Brazil’s presidential election is headed for a runoff vote later this month after neither of the nation’s top two candidates managed to secure enough support on Sunday to claim an outright victory.
Brazil’s election authority announced on Sunday that a second round of voting was a mathematical certainty.
While former President Luiz Inácio Lula da Silva, the left-wing former president of the country, did pull in the most votes overall in the election on Sunday, according to officials, he still fell short of the more than 50 percent valid votes needed to prevent a run-off against conservative incumbent Jair Bolsonaro.
With 99.7 percent of the votes counted in Sunday’s election, da Silva was ahead with 48.4 percent of the votes, while Bolsonaro had 43.3 percent of the votes; marking an extremely tight race.

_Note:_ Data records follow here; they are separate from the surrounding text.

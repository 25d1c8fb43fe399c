use std::env;
use std::fs;
use std::path::Path;

// Copies the workspace-level config.toml next to the compiled binary so
// the runtime lookup (config.toml beside the executable) finds it.
fn main() {
    println!("cargo:rerun-if-changed=../../config.toml");

    let out_dir = env::var("OUT_DIR").unwrap();
    let profile = env::var("PROFILE").unwrap();

    // OUT_DIR is target/<profile>/build/backend-xxx/out; walk up to target/<profile>
    let out_path = Path::new(&out_dir);
    let target_dir = out_path
        .ancestors()
        .find(|p| p.ends_with(&profile))
        .expect("Could not find target profile directory");

    let workspace_root = Path::new(env!("CARGO_MANIFEST_DIR"))
        .parent()
        .and_then(|p| p.parent())
        .expect("Could not find workspace root");

    let source_config = workspace_root.join("config.toml");
    let dest_config = target_dir.join("config.toml");

    if source_config.exists() {
        fs::copy(&source_config, &dest_config)
            .unwrap_or_else(|e| panic!("Failed to copy config.toml: {}", e));
    } else {
        println!(
            "cargo:warning=config.toml not found at {:?}, using default config",
            source_config
        );
    }
}
//! UseCase request/response contracts

pub mod common;

pub mod u101_lookup_order;
pub mod u102_create_return;
pub mod u103_receive_package;
pub mod u104_inspect_item;
pub mod u105_process_refund;

#[cfg(test)]
mod tests {
    use super::*;
    use common::UseCaseMetadata;
    use std::collections::HashSet;

    #[test]
    fn usecase_indices_are_unique_and_well_formed() {
        let names = [
            u101_lookup_order::LookupOrder::full_name(),
            u102_create_return::CreateReturn::full_name(),
            u103_receive_package::ReceivePackage::full_name(),
            u104_inspect_item::InspectItem::full_name(),
            u105_process_refund::ProcessRefund::full_name(),
        ];

        let mut seen = HashSet::new();
        for name in &names {
            let (index, rest) = name.split_once('_').expect("index_name form");
            assert!(index.starts_with('u') && index.len() == 4, "{}", name);
            assert!(!rest.is_empty());
            assert!(seen.insert(index.to_string()), "duplicate index in {}", name);
        }
    }
}
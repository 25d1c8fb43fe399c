use serde::{de::DeserializeOwned, Serialize};
use std::hash::Hash;

/// Trait for aggregate identifier types
pub trait AggregateId:
    Clone + Copy + PartialEq + Eq + Hash + Serialize + DeserializeOwned + std::fmt::Debug
{
    /// Convert the ID to its string form
    fn as_string(&self) -> String;

    /// Parse an ID from its string form
    fn from_string(s: &str) -> Result<Self, String>;
}

// Implementations for primitive key types

impl AggregateId for i32 {
    fn as_string(&self) -> String {
        ToString::to_string(self)
    }

    fn from_string(s: &str) -> Result<Self, String> {
        s.parse::<i32>().map_err(|e| format!("Invalid i32: {}", e))
    }
}

impl AggregateId for i64 {
    fn as_string(&self) -> String {
        ToString::to_string(self)
    }

    fn from_string(s: &str) -> Result<Self, String> {
        s.parse::<i64>().map_err(|e| format!("Invalid i64: {}", e))
    }
}

impl AggregateId for uuid::Uuid {
    fn as_string(&self) -> String {
        ToString::to_string(self)
    }

    fn from_string(s: &str) -> Result<Self, String> {
        uuid::Uuid::parse_str(s).map_err(|e| format!("Invalid UUID: {}", e))
    }
}
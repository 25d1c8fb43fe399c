pub mod config;
pub mod data;
pub mod format;
pub mod logger;
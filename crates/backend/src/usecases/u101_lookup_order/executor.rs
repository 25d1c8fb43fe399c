use anyhow::Result;
use chrono::Utc;
use contracts::policy::evaluate_order;
use contracts::usecases::common::error::WorkflowError;
use contracts::usecases::u101_lookup_order::{
    request::LookupOrderRequest,
    response::{LookedUpOrder, LookedUpOrderItem, LookupOrderResponse},
};

use crate::domain::a001_sales_order;
use crate::shared::config::return_policy;

/// Customer-facing order lookup. Returns the order with per-line
/// availability and the eligibility verdict, or a single opaque
/// failure that does not reveal whether the order number or the
/// e-mail was the wrong half.
pub struct LookupOrderExecutor;

impl LookupOrderExecutor {
    pub fn new() -> Self {
        Self
    }

    pub async fn execute(&self, request: LookupOrderRequest) -> Result<LookupOrderResponse> {
        let order =
            a001_sales_order::service::lookup_order(&request.order_number, &request.customer_email)
                .await?;

        let Some(order) = order else {
            let err = WorkflowError::OrderNotFound;
            return Ok(LookupOrderResponse::failed(err.code(), err.to_string()));
        };

        let eligibility = evaluate_order(
            &order.order_status,
            order.shipped_at,
            Utc::now(),
            return_policy(),
        );

        let items: Vec<LookedUpOrderItem> = order
            .lines
            .iter()
            .map(|line| LookedUpOrderItem {
                id: line.id.clone(),
                product_variant_id: line.product_variant_id.clone(),
                sku: line.sku.clone(),
                name: line.name.clone(),
                quantity: line.quantity,
                quantity_returned: line.quantity_returned,
                quantity_available: line.quantity_available(),
                unit_price: line.unit_price,
                image_url: line.image_url.clone(),
            })
            .collect();

        let looked_up = LookedUpOrder {
            id: order.to_string_id(),
            order_number: order.order_number.clone(),
            customer_name: order.customer_name.clone(),
            customer_email: order.customer_email.clone(),
            shipped_at: order.shipped_at,
            items,
        };

        Ok(LookupOrderResponse::found(looked_up, eligibility))
    }
}
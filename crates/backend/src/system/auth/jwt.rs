use anyhow::{Context, Result};
use chrono::Utc;
use contracts::system::auth::{Role, TokenClaims};
use jsonwebtoken::{decode, encode, DecodingKey, EncodingKey, Header, Validation};
use rand::Rng;

const ACCESS_TOKEN_LIFETIME_HOURS: i64 = 24;
const REFRESH_TOKEN_LIFETIME_DAYS: i64 = 90;

/// Issue a signed access token carrying the staff member's role.
pub async fn generate_access_token(user_id: &str, username: &str, role: Role) -> Result<String> {
    let now = Utc::now();
    let exp = (now + chrono::Duration::hours(ACCESS_TOKEN_LIFETIME_HOURS)).timestamp() as usize;
    let iat = now.timestamp() as usize;

    let claims = TokenClaims {
        sub: user_id.to_string(),
        username: username.to_string(),
        role,
        exp,
        iat,
    };

    let secret = get_jwt_secret().await?;
    let token = encode(
        &Header::default(),
        &claims,
        &EncodingKey::from_secret(secret.as_bytes()),
    )
    .context("Failed to encode JWT token")?;

    Ok(token)
}

/// Validate a token signature and expiry, returning its claims.
pub async fn validate_token(token: &str) -> Result<TokenClaims> {
    let secret = get_jwt_secret().await?;

    let token_data = decode::<TokenClaims>(
        token,
        &DecodingKey::from_secret(secret.as_bytes()),
        &Validation::default(),
    )
    .context("Failed to decode JWT token")?;

    Ok(token_data.claims)
}

/// Opaque refresh token; only its hash is persisted.
pub fn generate_refresh_token() -> String {
    uuid::Uuid::new_v4().to_string()
}

/// Signing secret, created on first use and kept in sys_settings so tokens
/// survive restarts.
pub async fn get_jwt_secret() -> Result<String> {
    match get_jwt_secret_from_db().await {
        Ok(Some(secret)) => Ok(secret),
        Ok(None) | Err(_) => {
            let secret = generate_jwt_secret();
            let _ = save_jwt_secret_to_db(&secret).await;
            Ok(secret)
        }
    }
}

/// 256 random bits, base64-encoded
fn generate_jwt_secret() -> String {
    use base64::{engine::general_purpose, Engine as _};
    let mut rng = rand::thread_rng();
    let random_bytes: Vec<u8> = (0..32).map(|_| rng.gen::<u8>()).collect();
    general_purpose::STANDARD.encode(&random_bytes)
}

async fn get_jwt_secret_from_db() -> Result<Option<String>> {
    use crate::shared::data::db::get_connection;
    use sea_orm::{ConnectionTrait, DatabaseBackend, Statement};

    let conn = get_connection();

    let result = conn
        .query_one(Statement::from_sql_and_values(
            DatabaseBackend::Sqlite,
            "SELECT value FROM sys_settings WHERE key = ?",
            ["jwt_secret".into()],
        ))
        .await?;

    match result {
        Some(row) => {
            let secret: String = row.try_get("", "value")?;
            Ok(Some(secret))
        }
        None => Ok(None),
    }
}

async fn save_jwt_secret_to_db(secret: &str) -> Result<()> {
    use crate::shared::data::db::get_connection;
    use sea_orm::{ConnectionTrait, DatabaseBackend, Statement};

    let conn = get_connection();
    let now = Utc::now().to_rfc3339();

    conn.execute(Statement::from_sql_and_values(
        DatabaseBackend::Sqlite,
        "INSERT OR REPLACE INTO sys_settings (key, value, description, created_at, updated_at)
         VALUES (?, ?, ?, ?, ?)",
        [
            "jwt_secret".into(),
            secret.to_string().into(),
            "Auto-generated JWT signing secret".into(),
            now.clone().into(),
            now.into(),
        ],
    ))
    .await?;

    Ok(())
}

/// Expiry stamp for a refresh token issued now.
pub fn calculate_refresh_token_expiration() -> String {
    let exp = Utc::now() + chrono::Duration::days(REFRESH_TOKEN_LIFETIME_DAYS);
    exp.to_rfc3339()
}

The two will now face each other again in a run-off scheduled for Oct. 30
Nine other candidates were also competing in the election. But both da Silva, 76, and Bolsonaro, 67, garnered the most support in the race to determine who will run the country for the next four years.
Polls Off the Mark Again
The results came as a surprise to many, given that pre-election polls had shown da Silva, widely known as Lula, with a strong lead.That survey interviewed 12,800 people in 310 cities and reported a margin of error of plus or minus 2 percentage points.
Carlos Melo, a political science professor at Insper University in Sao Paulo, said: “It is too soon to go too deep, but this election shows Bolsonaro’s victory in 2018 was not a hiccup.”
Bolsonaro outperformed in Brazil’s southeast region, which includes populous Sao Paulo, Rio de Janeiro, and Minas Gerais states, according to Rafael Cortez, who oversees political risk at consultancy Tendencias Consultoria.
“The polls didn’t capture that growth,” Cortez said.
Da Silva and his Workers Party led Brazil for two terms from 2003 to 2010, during which time he won the support of millions of Brazilians who benefitted immediately from his top-down social justice policies, including anti-hunger and income-transfer programmes, in which the government subsidised electricity and food prices, and transferred cash to the poor. His legacy was expanded on by former Workers Party President Dilma Rousseff.
According to Richard Bourne, da Silva’s biographer, the former president “made Brazil a significant player on the world scene,” helping create the G20 and establish relations with other BRICS countries; Russia, India, China and South Africa.
Now, Da Silva’s campaign has offered measures to protect the Amazon rainforest and a return to the prosperity that was seen across the country during his time in office, although details of how that will be achieved have been vague.
Bolsonaro Promises to Uphold Family Values
Bolsonaro has pledged to uphold traditional family values, protect the country from leftist policies, and reduce the tax burden in order to stimulate the economy. Dubbed by some as “Brazil’s Trump,” Bolsonaro has previously been outspoken about his admiration for the former U.S. President.Bolsonaro has also questioned Brazil’s electronic voting system, which he believes are more vulnerable to fraud than paper ballots.